梓の不安そうな表情が目に映る。そんな顔をされては、こちらが折れざるを得ない。
「でも、今はなんとも思ってないですよ。なので恨みはしましたけど怒ってはいません」
「……え、どうして?」
「先輩もしっかり悩んでくれたみたいですし。何より、俺は今が楽しいので。正直、いつまでも北中の記憶に縛られるのはだるいんですよ」
呆気に取られる梓と杏奈。暴利な要求でもされると思われていたのなら心外だ。それに、隆翔の呪いを祓ってくれたのは当時を知らなかった希美だ。だから希美を慕ったし、好きにもなった。そして今は恋人という立場から隆翔を見守ってくれている。これで過去の諍いを引き合いに出してしまうのは器が大きいとは言えない。釣り合いが取れないことはしない。それが隆翔のポリシーだった。
「じゃあその代わり、コンクールでは立華と北宇治、両方を応援してください。俺らも精一杯演奏するんで」
「う、うん! それはもちろんだよ!」
ぶんぶんと顔を縦に振って杏奈は応えた。梓の目の前で、当時を水に流したように見せるのは初めてだ。これで少しでも梓の中にある蟠りが解消できれば何よりだった。

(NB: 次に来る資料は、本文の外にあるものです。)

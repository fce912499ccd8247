//! Synthetic price feed for running without network access.

use async_trait::async_trait;
use chrono::{TimeZone, Utc};
use rand::Rng;

use crate::{
    api::price_feed::PriceFeed,
    core::{PlanError, PriceInterval, SLOT_LENGTH},
    quantity::rate::KilowattHourRate,
};

/// Number of half-hour slots in the synthetic day.
const SLOTS_PER_DAY: i32 = 48;

/// Generates a full day of plausible Agile-looking prices for a fixed
/// reference date: a base range with an occasional spike or a dip into
/// negative territory.
pub struct Mock;

#[async_trait]
impl PriceFeed for Mock {
    async fn fetch(&self) -> Result<Vec<PriceInterval>, PlanError> {
        let mut rng = rand::rng();
        let base_date = Utc.with_ymd_and_hms(2023, 9, 1, 0, 0, 0).unwrap();
        let feed = (0..SLOTS_PER_DAY)
            .map(|index| {
                let price: f64 = if index % 10 == 0 {
                    if rng.random_bool(0.5) {
                        rng.random_range(0.20..=0.30)
                    } else {
                        rng.random_range(-0.05..=0.0)
                    }
                } else {
                    rng.random_range(0.05..=0.20)
                };
                PriceInterval::new(
                    base_date + SLOT_LENGTH * index,
                    KilowattHourRate((price * 100.0).round() / 100.0),
                )
            })
            .collect();
        Ok(feed)
    }
}
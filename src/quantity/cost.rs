use std::{
    fmt::{Display, Formatter},
    ops::Mul,
};

/// Monetary cost in pounds.
#[derive(
    Clone,
    Copy,
    Debug,
    PartialEq,
    PartialOrd,
    derive_more::Add,
    derive_more::AddAssign,
    derive_more::From,
    derive_more::Neg,
    derive_more::Sub,
)]
pub struct Cost(pub f64);

impl Cost {
    pub const ZERO: Self = Self(0.0);
}

impl Display for Cost {
    fn fmt(&self, f: &mut Formatter<'_>) -> std::fmt::Result {
        if self.0.is_sign_negative() {
            write!(f, "-£{:.2}", -self.0)
        } else {
            write!(f, "£{:.2}", self.0)
        }
    }
}

impl Mul<f64> for Cost {
    type Output = Self;

    fn mul(self, rhs: f64) -> Self::Output {
        Self(self.0 * rhs)
    }
}
use std::{
    fmt::{Debug, Display, Formatter},
    ops::Div,
};

use serde::{Deserialize, Serialize};

/// Unit rate in pence per kilowatt-hour, VAT inclusive.
///
/// Negative on plunge-pricing days, when the grid pays for consumption.
#[derive(
    Clone,
    Copy,
    Deserialize,
    PartialEq,
    PartialOrd,
    Serialize,
    derive_more::Add,
    derive_more::From,
    derive_more::FromStr,
    derive_more::Neg,
    derive_more::Sub,
)]
pub struct KilowattHourRate(pub f64);

impl KilowattHourRate {
    pub const ZERO: Self = Self(0.0);
}

impl Display for KilowattHourRate {
    fn fmt(&self, f: &mut Formatter<'_>) -> std::fmt::Result {
        write!(f, "{:.2} p/kWh", self.0)
    }
}

impl Debug for KilowattHourRate {
    fn fmt(&self, f: &mut Formatter<'_>) -> std::fmt::Result {
        write!(f, "{:.2}p/kWh", self.0)
    }
}

impl Div<f64> for KilowattHourRate {
    type Output = Self;

    fn div(self, rhs: f64) -> Self::Output {
        Self(self.0 / rhs)
    }
}
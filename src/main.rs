mod api;
mod cli;
mod core;
mod prelude;
mod quantity;
mod tables;

use clap::{Parser, crate_version};

use crate::{
    cli::{Args, Command},
    core::planner,
    prelude::*,
    tables::{build_plan_table, build_rates_table},
};

#[tokio::main(flavor = "current_thread")]
async fn main() -> Result {
    let _ = dotenvy::dotenv();
    tracing_subscriber::fmt().without_time().compact().init();
    info!(version = crate_version!(), "starting…");

    match Args::parse().command {
        Command::Plan(args) => {
            let required_energy = args.battery_capacity - args.solar_generation;
            info!(%required_energy, charger_power = %args.charger_power, "charge request");

            let feed = args.feed.try_new_feed()?.fetch().await?;
            let plan = planner::plan(&feed, required_energy, args.charger_power)?;
            println!("{}", build_plan_table(&planner::mark_selected(&feed, &plan)));
            info!(
                charge_time = %format!("{:.2} h", plan.required_duration.as_seconds_f64() / 3600.0),
                n_slots = plan.selected.len(),
                total_cost = %plan.total_cost,
                "planned",
            );
        }

        Command::Rates(args) => {
            let feed = args.feed.try_new_feed()?.fetch().await?;
            println!("{}", build_rates_table(&feed));
        }
    }

    Ok(())
}
use clap::{Parser, Subcommand};
use reqwest::Url;

use crate::{
    api::{Mock, Octopus, OctopusConfig, PriceFeed},
    prelude::*,
    quantity::{energy::KilowattHours, power::Kilowatts},
};

#[derive(Parser)]
#[command(author, version, about, propagate_version = true)]
#[must_use]
pub struct Args {
    #[command(subcommand)]
    pub command: Command,
}

#[derive(Subcommand)]
pub enum Command {
    /// Fetch the day's unit rates and book the cheapest slots for the requested charge.
    #[clap(name = "plan")]
    Plan(Box<PlanArgs>),

    /// Fetch and print the day's unit rates without planning.
    #[clap(name = "rates")]
    Rates(Box<RatesArgs>),
}

#[derive(Parser)]
pub struct PlanArgs {
    /// Battery storage capacity in kilowatt-hours.
    #[clap(long = "battery-capacity-kwh", env = "BATTERY_CAPACITY_KWH")]
    pub battery_capacity: KilowattHours,

    /// Expected on-site generation in kilowatt-hours, subtracted from the capacity.
    #[clap(long = "solar-generation-kwh", default_value = "0.0", env = "SOLAR_GENERATION_KWH")]
    pub solar_generation: KilowattHours,

    /// Charger power rating in kilowatts.
    #[clap(long = "charger-power-kw", default_value = "7.0", env = "CHARGER_POWER_KW")]
    pub charger_power: Kilowatts,

    #[clap(flatten)]
    pub feed: FeedArgs,
}

#[derive(Parser)]
pub struct RatesArgs {
    #[clap(flatten)]
    pub feed: FeedArgs,
}

#[derive(Parser)]
pub struct FeedArgs {
    /// Use the synthetic price feed instead of the live tariff API.
    #[clap(long)]
    pub mock: bool,

    #[clap(flatten)]
    pub octopus: OctopusApiArgs,
}

impl FeedArgs {
    pub fn try_new_feed(&self) -> Result<Box<dyn PriceFeed>> {
        if self.mock {
            return Ok(Box::new(Mock));
        }
        let api_key = self
            .octopus
            .api_key
            .clone()
            .context("`--api-key` is required unless `--mock` is set")?;
        let config = OctopusConfig {
            base_url: self.octopus.base_url.clone(),
            api_key,
            product_id: self.octopus.product_id.clone(),
            tariff_id: self.octopus.tariff_id.clone(),
        };
        Ok(Box::new(Octopus::new(config)?))
    }
}

#[derive(Parser)]
pub struct OctopusApiArgs {
    /// Octopus API key.
    #[clap(long = "api-key", env = "OCTOPUS_API_KEY")]
    pub api_key: Option<String>,

    #[clap(
        long = "api-base-url",
        default_value = "https://api.octopus.energy/v1/",
        env = "OCTOPUS_API_BASE_URL"
    )]
    pub base_url: Url,

    #[clap(long = "product-id", default_value = "AGILE-FLEX-22-11-25", env = "OCTOPUS_PRODUCT_ID")]
    pub product_id: String,

    #[clap(
        long = "tariff-id",
        default_value = "E-1R-AGILE-FLEX-22-11-25-A",
        env = "OCTOPUS_TARIFF_ID"
    )]
    pub tariff_id: String,
}

#[cfg(test)]
mod tests {
    use super::*;

    #[test]
    fn test_parse_plan_args() {
        let args = Args::try_parse_from([
            "octoplan",
            "plan",
            "--battery-capacity-kwh",
            "7.36",
            "--solar-generation-kwh",
            "1.2",
            "--charger-power-kw",
            "3.6",
            "--mock",
        ])
        .unwrap();
        let Command::Plan(args) = args.command else {
            panic!("expected the plan command");
        };
        assert_eq!(args.battery_capacity, KilowattHours(7.36));
        assert_eq!(args.solar_generation, KilowattHours(1.2));
        assert_eq!(args.charger_power, Kilowatts(3.6));
        assert!(args.feed.mock);
    }
}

希美ほどではないが、この人も良い笑顔をする。そして人柄も。梓が慕うのも頷けた。
こうして隆翔のマーチング初体験となったサンライズフェスティバルは無事に終了した。北中の先輩、橋本杏奈との再会というイレギュラーはあったが、それもまた思い出である。
北宇治高校吹奏楽部はいよいよ本格的にコンクールへ舵を取り始める。そして一カ月もすれば泣いても笑っても最後のオーディションが待っている。希美が夢見た全国の舞台を目指す戦いの火蓋は、すでに切って落とされていた。